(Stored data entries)
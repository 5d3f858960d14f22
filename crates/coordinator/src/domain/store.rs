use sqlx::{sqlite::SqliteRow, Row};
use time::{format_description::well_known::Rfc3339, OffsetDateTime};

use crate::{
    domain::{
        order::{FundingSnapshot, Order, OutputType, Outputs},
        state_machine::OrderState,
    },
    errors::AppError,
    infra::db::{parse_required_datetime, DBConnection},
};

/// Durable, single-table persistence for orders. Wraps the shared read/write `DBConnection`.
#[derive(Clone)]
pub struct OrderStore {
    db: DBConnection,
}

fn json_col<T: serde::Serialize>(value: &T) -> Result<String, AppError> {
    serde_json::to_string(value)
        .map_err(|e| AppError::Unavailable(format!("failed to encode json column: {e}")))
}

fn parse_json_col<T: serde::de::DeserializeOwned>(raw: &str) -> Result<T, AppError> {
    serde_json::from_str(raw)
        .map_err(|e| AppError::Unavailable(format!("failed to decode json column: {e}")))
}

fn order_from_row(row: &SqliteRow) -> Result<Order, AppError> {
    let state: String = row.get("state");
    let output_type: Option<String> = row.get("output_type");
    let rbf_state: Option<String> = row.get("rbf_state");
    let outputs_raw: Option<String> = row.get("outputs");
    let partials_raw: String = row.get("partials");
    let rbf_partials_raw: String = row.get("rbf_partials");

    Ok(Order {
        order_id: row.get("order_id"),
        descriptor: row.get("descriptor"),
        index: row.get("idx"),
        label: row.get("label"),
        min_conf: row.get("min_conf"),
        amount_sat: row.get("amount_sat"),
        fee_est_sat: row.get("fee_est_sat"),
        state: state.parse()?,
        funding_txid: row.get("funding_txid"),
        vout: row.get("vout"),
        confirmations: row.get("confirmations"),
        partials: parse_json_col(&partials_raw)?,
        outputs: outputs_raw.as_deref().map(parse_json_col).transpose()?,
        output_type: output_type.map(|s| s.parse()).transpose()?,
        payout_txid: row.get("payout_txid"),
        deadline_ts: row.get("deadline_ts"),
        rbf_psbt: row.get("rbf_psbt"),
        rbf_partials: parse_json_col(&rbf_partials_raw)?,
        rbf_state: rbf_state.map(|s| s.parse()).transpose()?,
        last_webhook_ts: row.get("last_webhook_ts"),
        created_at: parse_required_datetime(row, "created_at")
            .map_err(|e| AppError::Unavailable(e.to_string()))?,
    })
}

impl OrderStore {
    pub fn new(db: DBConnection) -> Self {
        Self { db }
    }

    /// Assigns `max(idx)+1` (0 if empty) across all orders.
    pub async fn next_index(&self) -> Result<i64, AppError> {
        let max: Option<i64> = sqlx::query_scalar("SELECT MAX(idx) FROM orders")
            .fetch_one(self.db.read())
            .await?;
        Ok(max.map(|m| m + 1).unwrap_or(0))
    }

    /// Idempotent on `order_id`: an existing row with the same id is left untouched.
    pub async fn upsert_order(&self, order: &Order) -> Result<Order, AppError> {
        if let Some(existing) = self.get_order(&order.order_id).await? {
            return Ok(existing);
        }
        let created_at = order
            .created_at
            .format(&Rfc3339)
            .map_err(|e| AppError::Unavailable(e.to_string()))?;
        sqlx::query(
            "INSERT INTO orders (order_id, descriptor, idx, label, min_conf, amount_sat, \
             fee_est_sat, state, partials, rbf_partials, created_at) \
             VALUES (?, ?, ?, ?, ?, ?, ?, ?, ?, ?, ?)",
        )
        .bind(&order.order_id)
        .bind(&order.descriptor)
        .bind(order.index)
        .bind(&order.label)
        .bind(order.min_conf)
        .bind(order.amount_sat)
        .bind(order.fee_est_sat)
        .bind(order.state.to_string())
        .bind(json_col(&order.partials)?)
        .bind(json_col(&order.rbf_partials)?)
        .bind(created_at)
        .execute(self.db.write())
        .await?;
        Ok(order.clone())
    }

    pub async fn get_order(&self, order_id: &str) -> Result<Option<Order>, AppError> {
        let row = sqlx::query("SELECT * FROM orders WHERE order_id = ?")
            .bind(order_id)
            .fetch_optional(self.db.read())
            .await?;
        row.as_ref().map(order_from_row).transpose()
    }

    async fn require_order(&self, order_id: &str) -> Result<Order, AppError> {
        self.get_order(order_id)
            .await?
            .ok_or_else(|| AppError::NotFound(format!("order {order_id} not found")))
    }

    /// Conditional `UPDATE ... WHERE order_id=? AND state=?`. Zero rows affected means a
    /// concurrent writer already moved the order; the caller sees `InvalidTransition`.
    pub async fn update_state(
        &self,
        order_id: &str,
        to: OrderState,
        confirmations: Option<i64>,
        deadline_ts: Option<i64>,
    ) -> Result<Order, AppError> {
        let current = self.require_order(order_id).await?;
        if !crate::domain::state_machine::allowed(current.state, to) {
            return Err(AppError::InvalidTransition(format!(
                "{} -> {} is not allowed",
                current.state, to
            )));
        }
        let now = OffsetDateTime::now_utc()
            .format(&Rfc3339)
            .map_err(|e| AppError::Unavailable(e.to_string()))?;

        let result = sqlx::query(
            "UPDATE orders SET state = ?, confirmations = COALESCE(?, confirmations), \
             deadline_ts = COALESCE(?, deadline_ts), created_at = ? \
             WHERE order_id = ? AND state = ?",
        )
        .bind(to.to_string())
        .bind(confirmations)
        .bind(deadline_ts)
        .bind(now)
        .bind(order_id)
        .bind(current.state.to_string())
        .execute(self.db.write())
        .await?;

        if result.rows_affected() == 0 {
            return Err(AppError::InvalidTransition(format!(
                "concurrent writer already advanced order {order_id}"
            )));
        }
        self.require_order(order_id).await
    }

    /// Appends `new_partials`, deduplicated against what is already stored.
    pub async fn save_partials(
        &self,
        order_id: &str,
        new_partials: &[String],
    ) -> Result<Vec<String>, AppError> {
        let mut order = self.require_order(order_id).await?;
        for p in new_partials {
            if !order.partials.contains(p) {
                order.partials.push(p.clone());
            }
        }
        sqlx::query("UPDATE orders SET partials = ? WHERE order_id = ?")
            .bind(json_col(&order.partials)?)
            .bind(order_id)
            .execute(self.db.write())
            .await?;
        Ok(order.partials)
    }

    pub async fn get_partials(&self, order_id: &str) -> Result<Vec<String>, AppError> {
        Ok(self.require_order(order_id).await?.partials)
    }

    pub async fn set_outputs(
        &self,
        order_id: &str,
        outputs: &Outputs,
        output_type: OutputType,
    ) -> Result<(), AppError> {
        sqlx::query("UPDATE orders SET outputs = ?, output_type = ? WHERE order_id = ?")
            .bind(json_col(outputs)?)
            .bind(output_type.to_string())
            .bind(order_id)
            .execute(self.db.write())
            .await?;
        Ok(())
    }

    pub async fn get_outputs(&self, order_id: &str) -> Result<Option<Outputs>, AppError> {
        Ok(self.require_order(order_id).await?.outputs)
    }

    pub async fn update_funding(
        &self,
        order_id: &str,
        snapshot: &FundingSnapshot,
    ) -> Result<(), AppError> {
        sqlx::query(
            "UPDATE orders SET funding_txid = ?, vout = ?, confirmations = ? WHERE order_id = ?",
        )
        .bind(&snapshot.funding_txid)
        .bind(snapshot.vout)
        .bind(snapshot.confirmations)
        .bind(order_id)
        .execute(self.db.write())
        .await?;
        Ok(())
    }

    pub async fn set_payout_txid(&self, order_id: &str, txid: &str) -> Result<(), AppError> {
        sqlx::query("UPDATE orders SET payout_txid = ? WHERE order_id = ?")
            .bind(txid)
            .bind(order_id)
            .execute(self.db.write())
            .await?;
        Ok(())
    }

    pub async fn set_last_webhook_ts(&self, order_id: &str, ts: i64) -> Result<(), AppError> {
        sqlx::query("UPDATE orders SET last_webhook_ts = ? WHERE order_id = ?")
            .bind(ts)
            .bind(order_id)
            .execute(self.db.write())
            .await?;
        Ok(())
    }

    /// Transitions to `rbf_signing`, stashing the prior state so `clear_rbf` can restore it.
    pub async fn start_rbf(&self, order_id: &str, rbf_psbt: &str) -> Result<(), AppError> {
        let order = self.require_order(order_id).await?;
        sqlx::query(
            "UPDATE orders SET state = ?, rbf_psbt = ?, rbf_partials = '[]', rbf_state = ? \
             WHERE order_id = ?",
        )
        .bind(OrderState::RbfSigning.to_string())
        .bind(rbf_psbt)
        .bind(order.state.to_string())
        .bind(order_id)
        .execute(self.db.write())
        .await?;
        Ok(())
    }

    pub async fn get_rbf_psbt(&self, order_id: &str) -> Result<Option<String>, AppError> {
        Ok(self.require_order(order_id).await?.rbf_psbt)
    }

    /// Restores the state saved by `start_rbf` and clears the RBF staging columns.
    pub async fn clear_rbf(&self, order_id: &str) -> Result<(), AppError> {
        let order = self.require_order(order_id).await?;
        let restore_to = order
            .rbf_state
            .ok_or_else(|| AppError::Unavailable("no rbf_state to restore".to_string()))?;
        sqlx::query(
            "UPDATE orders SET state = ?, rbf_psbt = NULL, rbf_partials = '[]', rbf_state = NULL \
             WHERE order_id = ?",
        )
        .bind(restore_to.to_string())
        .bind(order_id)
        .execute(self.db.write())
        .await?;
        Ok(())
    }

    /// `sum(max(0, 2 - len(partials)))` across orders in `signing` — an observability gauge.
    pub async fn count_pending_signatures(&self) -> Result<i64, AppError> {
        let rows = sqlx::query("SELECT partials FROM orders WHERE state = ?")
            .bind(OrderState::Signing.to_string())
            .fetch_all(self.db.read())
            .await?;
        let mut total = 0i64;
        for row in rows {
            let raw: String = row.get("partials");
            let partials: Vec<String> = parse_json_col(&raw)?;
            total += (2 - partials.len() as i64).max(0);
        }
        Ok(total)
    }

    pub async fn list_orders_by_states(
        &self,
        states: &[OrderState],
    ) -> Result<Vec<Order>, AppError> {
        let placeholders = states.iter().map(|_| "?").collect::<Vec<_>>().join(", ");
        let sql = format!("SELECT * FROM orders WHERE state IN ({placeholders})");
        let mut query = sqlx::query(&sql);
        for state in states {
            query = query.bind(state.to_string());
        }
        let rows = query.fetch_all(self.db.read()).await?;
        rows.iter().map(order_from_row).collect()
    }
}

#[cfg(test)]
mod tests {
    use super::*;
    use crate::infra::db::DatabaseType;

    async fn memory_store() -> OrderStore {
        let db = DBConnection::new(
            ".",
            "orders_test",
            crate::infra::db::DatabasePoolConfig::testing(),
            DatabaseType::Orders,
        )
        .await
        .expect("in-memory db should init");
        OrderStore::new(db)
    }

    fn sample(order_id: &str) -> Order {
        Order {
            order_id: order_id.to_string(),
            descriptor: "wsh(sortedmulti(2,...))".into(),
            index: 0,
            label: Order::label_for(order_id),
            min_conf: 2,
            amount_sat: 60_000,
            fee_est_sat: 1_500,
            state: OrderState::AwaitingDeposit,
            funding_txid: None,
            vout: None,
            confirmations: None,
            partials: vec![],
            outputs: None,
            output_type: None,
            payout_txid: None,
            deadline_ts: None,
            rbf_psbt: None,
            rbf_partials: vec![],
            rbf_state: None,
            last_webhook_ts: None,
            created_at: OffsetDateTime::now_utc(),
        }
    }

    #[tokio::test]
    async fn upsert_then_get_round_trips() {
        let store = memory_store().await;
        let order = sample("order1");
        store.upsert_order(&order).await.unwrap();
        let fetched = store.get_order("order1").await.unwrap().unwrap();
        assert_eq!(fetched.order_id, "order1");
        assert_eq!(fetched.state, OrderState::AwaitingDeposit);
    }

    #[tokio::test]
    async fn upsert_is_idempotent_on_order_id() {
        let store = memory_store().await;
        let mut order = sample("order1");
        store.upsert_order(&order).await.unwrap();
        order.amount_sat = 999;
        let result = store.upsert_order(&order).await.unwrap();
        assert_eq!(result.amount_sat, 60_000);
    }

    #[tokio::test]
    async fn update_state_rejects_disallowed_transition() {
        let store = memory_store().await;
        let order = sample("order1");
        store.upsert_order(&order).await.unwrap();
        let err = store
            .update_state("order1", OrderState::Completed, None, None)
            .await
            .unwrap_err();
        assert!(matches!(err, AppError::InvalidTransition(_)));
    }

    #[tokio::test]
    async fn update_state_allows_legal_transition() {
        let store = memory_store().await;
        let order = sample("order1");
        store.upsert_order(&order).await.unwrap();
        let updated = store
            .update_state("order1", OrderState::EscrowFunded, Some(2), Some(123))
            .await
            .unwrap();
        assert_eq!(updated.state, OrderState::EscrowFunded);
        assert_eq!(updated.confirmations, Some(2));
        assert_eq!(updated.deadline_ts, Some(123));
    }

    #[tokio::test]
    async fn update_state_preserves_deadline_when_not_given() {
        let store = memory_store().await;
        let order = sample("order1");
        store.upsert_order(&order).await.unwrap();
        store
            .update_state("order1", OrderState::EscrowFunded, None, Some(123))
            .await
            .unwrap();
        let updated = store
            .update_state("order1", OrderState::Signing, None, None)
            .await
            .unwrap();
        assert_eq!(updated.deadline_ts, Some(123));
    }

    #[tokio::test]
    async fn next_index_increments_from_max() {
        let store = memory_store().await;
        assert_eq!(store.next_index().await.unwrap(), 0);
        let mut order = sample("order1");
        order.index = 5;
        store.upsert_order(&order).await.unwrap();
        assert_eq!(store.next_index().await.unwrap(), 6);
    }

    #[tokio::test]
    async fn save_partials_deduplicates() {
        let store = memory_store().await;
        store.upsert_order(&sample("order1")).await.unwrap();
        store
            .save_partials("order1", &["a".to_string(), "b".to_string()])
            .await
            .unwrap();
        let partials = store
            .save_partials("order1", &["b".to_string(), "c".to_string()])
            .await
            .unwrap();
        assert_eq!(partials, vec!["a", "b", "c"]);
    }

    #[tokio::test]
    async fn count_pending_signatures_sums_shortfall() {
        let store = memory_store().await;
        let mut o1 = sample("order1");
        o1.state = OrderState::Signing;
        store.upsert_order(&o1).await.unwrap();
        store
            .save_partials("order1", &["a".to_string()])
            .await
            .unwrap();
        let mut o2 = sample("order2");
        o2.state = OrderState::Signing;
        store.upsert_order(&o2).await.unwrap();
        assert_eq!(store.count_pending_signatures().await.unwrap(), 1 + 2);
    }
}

...

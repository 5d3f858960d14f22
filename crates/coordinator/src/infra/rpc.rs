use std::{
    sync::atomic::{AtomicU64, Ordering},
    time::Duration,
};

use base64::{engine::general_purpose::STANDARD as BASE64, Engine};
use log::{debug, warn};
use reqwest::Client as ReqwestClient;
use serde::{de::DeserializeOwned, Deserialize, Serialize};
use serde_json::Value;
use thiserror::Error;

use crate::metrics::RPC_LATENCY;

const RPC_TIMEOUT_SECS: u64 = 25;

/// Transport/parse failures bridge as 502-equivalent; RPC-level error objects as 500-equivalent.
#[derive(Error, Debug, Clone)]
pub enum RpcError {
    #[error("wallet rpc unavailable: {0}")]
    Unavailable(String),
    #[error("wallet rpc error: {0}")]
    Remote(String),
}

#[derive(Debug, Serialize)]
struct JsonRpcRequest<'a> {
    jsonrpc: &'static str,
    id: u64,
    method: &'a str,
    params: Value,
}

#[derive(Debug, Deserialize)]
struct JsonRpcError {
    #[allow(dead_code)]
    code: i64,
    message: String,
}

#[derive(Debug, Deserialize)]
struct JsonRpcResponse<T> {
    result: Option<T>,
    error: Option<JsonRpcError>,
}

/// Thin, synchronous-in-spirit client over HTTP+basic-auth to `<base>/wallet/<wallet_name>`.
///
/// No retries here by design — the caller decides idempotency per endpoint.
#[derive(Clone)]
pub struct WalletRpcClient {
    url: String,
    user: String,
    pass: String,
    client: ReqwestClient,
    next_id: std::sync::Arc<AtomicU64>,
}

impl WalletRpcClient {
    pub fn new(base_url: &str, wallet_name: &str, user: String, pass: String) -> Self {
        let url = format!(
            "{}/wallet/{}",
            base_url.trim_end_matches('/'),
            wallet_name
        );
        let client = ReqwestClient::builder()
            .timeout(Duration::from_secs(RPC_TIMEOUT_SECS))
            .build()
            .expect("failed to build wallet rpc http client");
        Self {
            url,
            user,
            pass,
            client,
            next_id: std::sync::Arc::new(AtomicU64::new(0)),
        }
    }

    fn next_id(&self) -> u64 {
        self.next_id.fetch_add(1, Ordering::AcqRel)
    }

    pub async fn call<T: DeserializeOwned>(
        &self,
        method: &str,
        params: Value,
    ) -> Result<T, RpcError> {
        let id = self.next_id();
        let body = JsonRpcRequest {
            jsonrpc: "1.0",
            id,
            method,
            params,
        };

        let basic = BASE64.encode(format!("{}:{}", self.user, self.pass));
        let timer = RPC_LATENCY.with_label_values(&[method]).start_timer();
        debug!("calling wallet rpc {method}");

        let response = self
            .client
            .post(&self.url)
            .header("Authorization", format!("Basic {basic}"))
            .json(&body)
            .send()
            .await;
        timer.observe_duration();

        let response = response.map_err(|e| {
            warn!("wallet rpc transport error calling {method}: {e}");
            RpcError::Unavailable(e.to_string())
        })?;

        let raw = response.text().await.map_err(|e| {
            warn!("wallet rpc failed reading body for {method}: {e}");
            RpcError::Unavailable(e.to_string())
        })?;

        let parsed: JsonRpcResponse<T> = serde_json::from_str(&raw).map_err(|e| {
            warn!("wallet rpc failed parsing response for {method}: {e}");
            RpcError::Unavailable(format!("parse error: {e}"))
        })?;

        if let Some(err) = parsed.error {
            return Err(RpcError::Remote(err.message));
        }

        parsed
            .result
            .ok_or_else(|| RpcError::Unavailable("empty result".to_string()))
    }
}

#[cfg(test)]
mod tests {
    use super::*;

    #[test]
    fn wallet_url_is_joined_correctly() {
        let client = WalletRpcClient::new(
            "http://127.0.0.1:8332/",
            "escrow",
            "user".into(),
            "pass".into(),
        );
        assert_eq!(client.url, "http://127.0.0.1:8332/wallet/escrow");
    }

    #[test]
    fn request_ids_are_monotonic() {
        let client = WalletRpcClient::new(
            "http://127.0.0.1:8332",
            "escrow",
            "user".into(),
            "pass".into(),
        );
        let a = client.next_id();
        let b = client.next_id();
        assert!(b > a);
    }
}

--

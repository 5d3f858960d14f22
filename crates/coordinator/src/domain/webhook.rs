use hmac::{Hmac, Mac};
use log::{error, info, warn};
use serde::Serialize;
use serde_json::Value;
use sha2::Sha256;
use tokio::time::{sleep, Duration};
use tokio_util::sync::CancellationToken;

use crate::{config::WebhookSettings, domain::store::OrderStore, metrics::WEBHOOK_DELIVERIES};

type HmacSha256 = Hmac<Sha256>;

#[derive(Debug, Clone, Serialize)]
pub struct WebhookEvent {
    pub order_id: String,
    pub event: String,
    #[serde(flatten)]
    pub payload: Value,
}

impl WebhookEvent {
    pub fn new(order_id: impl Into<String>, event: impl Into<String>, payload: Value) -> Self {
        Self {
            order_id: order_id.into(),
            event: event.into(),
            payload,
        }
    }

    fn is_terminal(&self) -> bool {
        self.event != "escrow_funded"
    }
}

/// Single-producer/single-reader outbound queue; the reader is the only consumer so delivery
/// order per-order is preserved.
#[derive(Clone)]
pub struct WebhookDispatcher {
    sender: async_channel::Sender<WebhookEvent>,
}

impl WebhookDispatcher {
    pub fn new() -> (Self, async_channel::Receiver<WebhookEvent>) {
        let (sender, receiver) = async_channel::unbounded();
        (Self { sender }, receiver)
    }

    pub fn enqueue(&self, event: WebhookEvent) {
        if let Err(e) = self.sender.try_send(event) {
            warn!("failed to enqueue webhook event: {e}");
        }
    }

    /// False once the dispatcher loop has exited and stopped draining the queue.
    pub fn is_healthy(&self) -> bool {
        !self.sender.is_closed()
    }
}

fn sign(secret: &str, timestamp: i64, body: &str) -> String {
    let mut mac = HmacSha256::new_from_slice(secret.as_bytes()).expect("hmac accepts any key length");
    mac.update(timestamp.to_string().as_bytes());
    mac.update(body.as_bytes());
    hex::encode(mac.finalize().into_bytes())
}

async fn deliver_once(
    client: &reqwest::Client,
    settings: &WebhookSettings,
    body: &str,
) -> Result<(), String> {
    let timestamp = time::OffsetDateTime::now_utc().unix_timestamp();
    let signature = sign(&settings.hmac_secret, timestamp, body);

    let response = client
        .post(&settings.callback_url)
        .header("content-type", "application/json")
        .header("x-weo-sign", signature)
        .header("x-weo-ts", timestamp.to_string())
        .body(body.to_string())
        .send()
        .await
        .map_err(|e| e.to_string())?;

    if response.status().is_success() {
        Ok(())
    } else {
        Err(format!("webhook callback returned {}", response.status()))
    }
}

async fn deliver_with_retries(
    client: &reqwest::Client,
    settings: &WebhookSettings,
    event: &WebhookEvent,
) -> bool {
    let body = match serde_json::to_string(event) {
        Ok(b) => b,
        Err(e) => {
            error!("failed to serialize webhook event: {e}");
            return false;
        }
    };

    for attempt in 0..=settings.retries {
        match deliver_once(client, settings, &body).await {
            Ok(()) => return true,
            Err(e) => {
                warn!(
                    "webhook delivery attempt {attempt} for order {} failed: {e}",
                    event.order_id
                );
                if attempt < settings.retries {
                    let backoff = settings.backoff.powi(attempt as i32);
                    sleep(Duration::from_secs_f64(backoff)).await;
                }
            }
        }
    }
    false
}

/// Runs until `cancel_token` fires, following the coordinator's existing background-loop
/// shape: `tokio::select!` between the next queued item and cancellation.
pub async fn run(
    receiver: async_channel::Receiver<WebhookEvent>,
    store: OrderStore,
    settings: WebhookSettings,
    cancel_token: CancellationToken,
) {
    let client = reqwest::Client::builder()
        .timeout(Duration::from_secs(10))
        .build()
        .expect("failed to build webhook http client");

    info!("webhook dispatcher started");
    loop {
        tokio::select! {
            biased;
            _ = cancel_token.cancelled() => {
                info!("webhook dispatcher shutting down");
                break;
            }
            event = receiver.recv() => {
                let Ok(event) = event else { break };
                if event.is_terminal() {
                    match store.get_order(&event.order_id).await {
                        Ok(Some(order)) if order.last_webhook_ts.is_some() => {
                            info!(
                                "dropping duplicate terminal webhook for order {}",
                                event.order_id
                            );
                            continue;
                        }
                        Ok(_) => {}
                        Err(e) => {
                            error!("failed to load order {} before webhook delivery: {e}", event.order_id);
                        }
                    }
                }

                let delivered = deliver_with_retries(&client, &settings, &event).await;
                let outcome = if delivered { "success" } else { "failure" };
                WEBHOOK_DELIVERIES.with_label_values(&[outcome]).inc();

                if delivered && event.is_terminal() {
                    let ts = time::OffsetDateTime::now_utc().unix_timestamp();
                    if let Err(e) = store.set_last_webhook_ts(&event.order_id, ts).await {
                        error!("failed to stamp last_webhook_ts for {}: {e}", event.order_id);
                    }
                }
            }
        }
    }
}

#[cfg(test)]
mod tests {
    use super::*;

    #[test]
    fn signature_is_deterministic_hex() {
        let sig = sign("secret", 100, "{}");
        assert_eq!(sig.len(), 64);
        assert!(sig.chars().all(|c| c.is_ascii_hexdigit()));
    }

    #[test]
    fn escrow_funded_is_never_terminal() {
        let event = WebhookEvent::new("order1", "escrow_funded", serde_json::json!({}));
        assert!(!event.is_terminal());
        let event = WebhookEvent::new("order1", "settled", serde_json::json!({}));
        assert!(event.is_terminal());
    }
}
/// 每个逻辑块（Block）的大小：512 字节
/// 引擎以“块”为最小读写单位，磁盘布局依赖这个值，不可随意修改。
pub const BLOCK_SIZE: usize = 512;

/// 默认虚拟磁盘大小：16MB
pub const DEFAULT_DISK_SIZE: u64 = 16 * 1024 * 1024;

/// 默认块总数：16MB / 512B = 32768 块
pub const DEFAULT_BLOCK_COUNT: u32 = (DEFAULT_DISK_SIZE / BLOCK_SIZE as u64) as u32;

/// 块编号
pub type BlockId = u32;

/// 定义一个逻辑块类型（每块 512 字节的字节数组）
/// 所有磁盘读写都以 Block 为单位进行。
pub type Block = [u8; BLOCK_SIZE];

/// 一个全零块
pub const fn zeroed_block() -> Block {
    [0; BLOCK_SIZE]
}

* _What you will do_:
From the records above, pull every line that has the string "crates" and copy it.

* _Answer area_:
filename crates/coordinator/src/domain/store.rs
filename crates/coordinator/src/infra/rpc.rs
filename crates/coordinator/src/domain/webhook.rs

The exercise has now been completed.